A throw away line or self evident truth? A Teacher’s Perspective.
We are all familiar with the 2nd Amendment to the US Constitution: “…the right of the people to keep and bear arms shall not be infringed”. But what is hidden by the ellipsis?
This: “A well regulated militia being necessary to the security of a free state”.
In the Declaration of Independence, we are introduced to the idea of “self-evident” truths; ideas which were agreed upon by all as true, and needing no argument. This might just be one of those self-evident truths.
It is, after all, just a preamble to an enumerated right of the people. But judging by the way it’s written, a it seems to be a preamble which needed no argument to support it.
What was meant by “well regulated”? It certainly doesn’t refer to lists of rules, as in “regulations”. In it’s day, “well regulated” referred to something in good working order, or calibrated, or functioning as expected. So, it seems, the founders believed that a militia, in working order, functioning as expected was necessary to the security of a free state.
Did they really believe that, or were they, as we’ve been taught, just reacting out of fear of a standing army? After all we know that the Patriot Militia was a complete bust, don’t we? We’ve been taught that success in the War of Revolution was only had by the trained Continental Army with Washington at its head; that the militia was ineffectual if not downright incompetent.
Have you heard of the Battle of Breed’s Hill? You might know it as Bunker Hill. On June 16, 1775, by night, the American Patriots quietly fortified the hill overlooking Boston, and by morning had the high ground secured. The British Army was surprised, but nonetheless attacked with 2400 men to the Patriots’ 1500. Patriot Americans fought off three British attacks and they finally gave up the field only when they ran out of ammunition. They lost 450 men to the British loss of 1150 men. So – when did George Washington take control of the Continental Army? 3 weeks later on July 3, 1775. Those men on Breed’s Hill were not army regulars, led by Washington, they were Patriot Militia!

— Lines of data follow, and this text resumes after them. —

//! # Audio Stream Pipeline
//!
//! One live interview per connection, run as staged processing:
//!
//! ```text
//! client ─▶ ingest ─▶ transcribe ─▶ interviewer ─▶ synthesize ─▶ egress ─▶ client
//! ```
//!
//! Stages are linked by bounded queues. Ingest is the only stage that drops
//! work: under sustained overload it discards the oldest buffered audio
//! chunk and reports it. When the session ends, by the client or by losing
//! the connection, in-flight transcription is flushed and the finished
//! transcript is handed to [`JobManager::start`].

mod ingest;
mod resequencer;
mod stages;

use std::sync::{Arc, OnceLock};

use article_datastore::{DataStore, InterviewMessage, InterviewTranscript, Job, JobId, Speaker};
use serde::Serialize;
use tokio::{
    sync::mpsc,
    task::{JoinError, JoinHandle},
};
use tokio_util::sync::CancellationToken;
use tracing::Instrument;

use crate::{
    config::PipelineConfig,
    error::{JobError, SessionClosed},
    jobs::JobManager,
    llm::{gateway::AgentGateway, speech::SpeechBridge},
};

use ingest::IngestBuffer;
use stages::InterviewerStage;

/// Inbound traffic of a live session.
#[derive(Debug, Clone, PartialEq, Eq)]
pub enum ClientFrame {
    Audio(Vec<u8>),
    /// The subject finished speaking.
    EndOfUtterance,
    EndSession,
}

#[derive(Debug, Clone, Copy, PartialEq, Eq, Serialize)]
#[serde(rename_all = "snake_case")]
pub enum SessionErrorCode {
    ChunkDropped,
    TranscriptionFailed,
    InterviewerFailed,
    SynthesisFailed,
    ProviderUnavailable,
    JobStartFailed,
}

#[derive(Debug, Clone, Copy, PartialEq, Eq, Serialize)]
#[serde(rename_all = "snake_case")]
pub enum EndReason {
    ClientEnded,
    ConnectionLost,
    InterviewComplete,
    ProviderUnavailable,
}

impl EndReason {
    pub fn as_str(&self) -> &'static str {
        match self {
            EndReason::ClientEnded => "client_ended",
            EndReason::ConnectionLost => "connection_lost",
            EndReason::InterviewComplete => "interview_complete",
            EndReason::ProviderUnavailable => "provider_unavailable",
        }
    }

    /// Whether the interview was cut short rather than concluded.
    pub fn is_partial(&self) -> bool {
        matches!(self, EndReason::ConnectionLost | EndReason::ProviderUnavailable)
    }
}

/// Outbound traffic of a live session.
#[derive(Debug, Clone, PartialEq, Eq)]
pub enum SessionEvent {
    /// A chunk of synthesized interviewer speech.
    Audio(Vec<u8>),
    TranscriptUpdate(InterviewMessage),
    /// Non-fatal errors leave the session open.
    Error {
        code: SessionErrorCode,
        message: String,
        fatal: bool,
    },
    /// Always the last event of a session.
    Closed { reason: EndReason },
}

/// Cooperative shutdown flag shared by all stages of one session. The
/// first trigger wins the reason.
#[derive(Debug, Clone, Default)]
pub struct Shutdown {
    token: CancellationToken,
    reason: Arc<OnceLock<EndReason>>,
}

impl Shutdown {
    pub fn trigger(&self, reason: EndReason) {
        if self.reason.set(reason).is_ok() {
            tracing::info!(reason = reason.as_str(), "Session shutting down");
        }
        self.token.cancel();
    }

    pub fn is_triggered(&self) -> bool {
        self.token.is_cancelled()
    }

    pub fn reason(&self) -> Option<EndReason> {
        self.reason.get().copied()
    }

    pub async fn triggered(&self) {
        self.token.cancelled().await
    }
}

/// Best effort delivery of a non-fatal error; never blocks the caller.
fn report(events: &mpsc::Sender<SessionEvent>, code: SessionErrorCode, message: String) {
    let event = SessionEvent::Error {
        code,
        message,
        fatal: false,
    };
    if events.try_send(event).is_err() {
        tracing::debug!(?code, "Client event queue unavailable, error event not delivered");
    }
}

#[derive(Debug, Clone, PartialEq)]
pub struct SessionOutcome {
    pub job_id: JobId,
    pub reason: EndReason,
    pub transcript: InterviewTranscript,
    /// The transcript was accepted by the job manager.
    pub job_started: bool,
}

pub struct AudioStreamPipeline<D, G, S> {
    manager: Arc<JobManager<D, G>>,
    speech: Arc<S>,
    config: PipelineConfig,
}

impl<D, G, S> AudioStreamPipeline<D, G, S>
where
    D: DataStore + Send + Sync + 'static,
    G: AgentGateway + Send + Sync + 'static,
    S: SpeechBridge + Send + Sync + 'static,
{
    pub fn new(manager: Arc<JobManager<D, G>>, speech: Arc<S>, config: PipelineConfig) -> Self {
        Self {
            manager,
            speech,
            config,
        }
    }

    /// Attaches a live session to a pending job, moving it to `interviewing`.
    #[tracing::instrument(skip(self))]
    pub async fn open(&self, job_id: JobId) -> Result<SessionHandle, JobError> {
        let job = self.manager.begin_interview(job_id).await?;

        let (frames_tx, frames_rx) = mpsc::channel(self.config.stage_capacity.max(1));
        let (events_tx, events_rx) = mpsc::channel(self.config.stage_capacity.max(1));

        let session = Session {
            job,
            manager: Arc::clone(&self.manager),
            speech: Arc::clone(&self.speech),
            config: self.config.clone(),
            shutdown: Shutdown::default(),
            events: events_tx,
        };
        let span = tracing::info_span!("session", %job_id);
        let task = tokio::spawn(session.run(frames_rx).instrument(span));

        Ok(SessionHandle {
            job_id,
            frames: frames_tx,
            events: events_rx,
            task,
        })
    }
}

/// The client side of a live session.
///
/// Dropping the handle, or calling [`SessionHandle::finish`] without
/// [`SessionHandle::end`], is treated as a lost connection.
pub struct SessionHandle {
    job_id: JobId,
    frames: mpsc::Sender<ClientFrame>,
    events: mpsc::Receiver<SessionEvent>,
    task: JoinHandle<SessionOutcome>,
}

impl SessionHandle {
    pub fn job_id(&self) -> JobId {
        self.job_id
    }

    pub async fn send_audio(&self, data: Vec<u8>) -> Result<(), SessionClosed> {
        self.send(ClientFrame::Audio(data)).await
    }

    pub async fn end_utterance(&self) -> Result<(), SessionClosed> {
        self.send(ClientFrame::EndOfUtterance).await
    }

    pub async fn end(&self) -> Result<(), SessionClosed> {
        self.send(ClientFrame::EndSession).await
    }

    pub async fn send(&self, frame: ClientFrame) -> Result<(), SessionClosed> {
        self.frames.send(frame).await.map_err(|_| SessionClosed)
    }

    pub async fn next_event(&mut self) -> Option<SessionEvent> {
        self.events.recv().await
    }

    /// Reads events until the interviewer has answered the latest utterance,
    /// passing each one to `observe`. A non-fatal interviewer failure counts
    /// as the answer. Returns false once the session is over.
    pub async fn next_reply(&mut self, mut observe: impl FnMut(SessionEvent)) -> bool {
        while let Some(event) = self.next_event().await {
            let replied = match &event {
                SessionEvent::TranscriptUpdate(message) => message.speaker == Speaker::Interviewer,
                SessionEvent::Error {
                    code, fatal: false, ..
                } => *code == SessionErrorCode::InterviewerFailed,
                _ => false,
            };
            let ended = matches!(
                event,
                SessionEvent::Closed { .. } | SessionEvent::Error { fatal: true, .. }
            );
            observe(event);
            if ended {
                return false;
            }
            if replied {
                return true;
            }
        }
        false
    }

    /// Waits for the session to close, returning its outcome and every
    /// event not yet consumed.
    pub async fn finish(self) -> Result<(SessionOutcome, Vec<SessionEvent>), JoinError> {
        let SessionHandle {
            frames,
            mut events,
            task,
            ..
        } = self;
        drop(frames);

        let mut remaining = Vec::new();
        while let Some(event) = events.recv().await {
            remaining.push(event);
        }
        task.await.map(|outcome| (outcome, remaining))
    }
}

struct Session<D, G, S> {
    job: Job,
    manager: Arc<JobManager<D, G>>,
    speech: Arc<S>,
    config: PipelineConfig,
    shutdown: Shutdown,
    events: mpsc::Sender<SessionEvent>,
}

impl<D, G, S> Session<D, G, S>
where
    D: DataStore + Send + Sync + 'static,
    G: AgentGateway + Send + Sync + 'static,
    S: SpeechBridge + Send + Sync + 'static,
{
    async fn run(self, frames: mpsc::Receiver<ClientFrame>) -> SessionOutcome {
        let capacity = self.config.stage_capacity.max(1);
        let retry = self.manager.config().retry.clone();
        let buffer = Arc::new(IngestBuffer::new(self.config.ingest_capacity));

        let (segments_tx, segments_rx) = mpsc::channel(capacity);
        let (speak_tx, speak_rx) = mpsc::channel(capacity);
        let (audio_tx, audio_rx) = mpsc::channel(capacity);

        let ingest = tokio::spawn(
            ingest::run(
                frames,
                Arc::clone(&buffer),
                self.shutdown.clone(),
                self.config.utterance_silence,
                self.events.clone(),
            )
            .in_current_span(),
        );

        let transcribe = tokio::spawn(
            stages::transcribe(
                buffer,
                Arc::clone(&self.speech),
                retry.clone(),
                self.config.transcribe_concurrency,
                segments_tx,
                self.events.clone(),
            )
            .in_current_span(),
        );

        let interviewer = tokio::spawn(
            InterviewerStage {
                gateway: Arc::clone(self.manager.gateway()),
                retry: retry.clone(),
                topic: self.job.topic.clone(),
                max_questions: self.config.max_questions,
                max_consecutive_failures: self.config.max_consecutive_turn_failures,
                open_with_greeting: self.config.open_with_greeting,
                shutdown: self.shutdown.clone(),
                events: self.events.clone(),
                speak: speak_tx,
                transcript: InterviewTranscript::new(),
                questions_asked: 0,
                consecutive_failures: 0,
            }
            .run(segments_rx)
            .in_current_span(),
        );

        let synthesize = tokio::spawn(
            stages::synthesize(
                Arc::clone(&self.speech),
                retry,
                speak_rx,
                audio_tx,
                self.events.clone(),
                self.shutdown.clone(),
            )
            .in_current_span(),
        );

        let egress = tokio::spawn(
            stages::egress(audio_rx, self.events.clone(), self.shutdown.clone()).in_current_span(),
        );

        let mut transcript = interviewer.await.unwrap_or_else(|e| {
            tracing::error!(error = %e, "Interviewer stage did not complete");
            InterviewTranscript::new()
        });

        let reason = self.shutdown.reason().unwrap_or(EndReason::ConnectionLost);
        transcript.partial = reason.is_partial();

        let job_id = self.job.id;
        let job_started = match self.manager.start(job_id, transcript.clone()).await {
            Ok(()) => true,
            Err(e) => {
                tracing::error!(error = %e, "Failed to hand transcript to job manager");
                let _ = self
                    .events
                    .send(SessionEvent::Error {
                        code: SessionErrorCode::JobStartFailed,
                        message: e.to_string(),
                        fatal: true,
                    })
                    .await;
                false
            }
        };

        for (stage, handle) in [
            ("ingest", ingest),
            ("transcribe", transcribe),
            ("synthesize", synthesize),
            ("egress", egress),
        ] {
            if let Err(e) = handle.await {
                tracing::error!(stage, error = %e, "Pipeline stage did not complete");
            }
        }

        tracing::info!(
            reason = reason.as_str(),
            messages = transcript.len(),
            partial = transcript.partial,
            job_started,
            "Session closed"
        );
        let _ = self.events.send(SessionEvent::Closed { reason }).await;

        SessionOutcome {
            job_id,
            reason,
            transcript,
            job_started,
        }
    }
}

Who are the “militia”? Let Tench Cox answer that one: “Who are the militia? Are they not we ourselves?” The militia is not the National Guard. That group would have qualified at that time as a “select militia”. What did James Madison say in the debate in Congress over the 2nd Amendment? ” A well regulated militia, composed of the body of the people, trained to arms, is the best and most natural defense of a free country…” (June 8, 1789) The definition of a citizen militia is the “body of the people, trained to arms”.
So you see, the founders, rather than acting out of fear of a standing army, truly believed that a well functioning, calibrated militia, taken from the body of people trained to arms, was the best and most natural defense of a free country.
That brings me, finally to teaching. I teach basic rifle classes and basic pistol classes with an NRA certification. I teach Concealed Carry classes and Hunters Education with the certification of the Commonwealth of Kentucky. Why? Because “a well regulated militia (is) necessary to the security of a free state”.
My goal as a teacher is to see that as many of “the people” as possible are trained in the use of ordinary arms. It doesn’t matter if they are hunters, or recreational shooters, or defensive-minded folks. It’s out of those people, trained to arms, that a well functioning militia can be formed, and a well regulated militia is necessary to the security of a free state.
The founders said so. They believed it, and so do I. It wasn’t just a throw away line. It was a self-evident truth.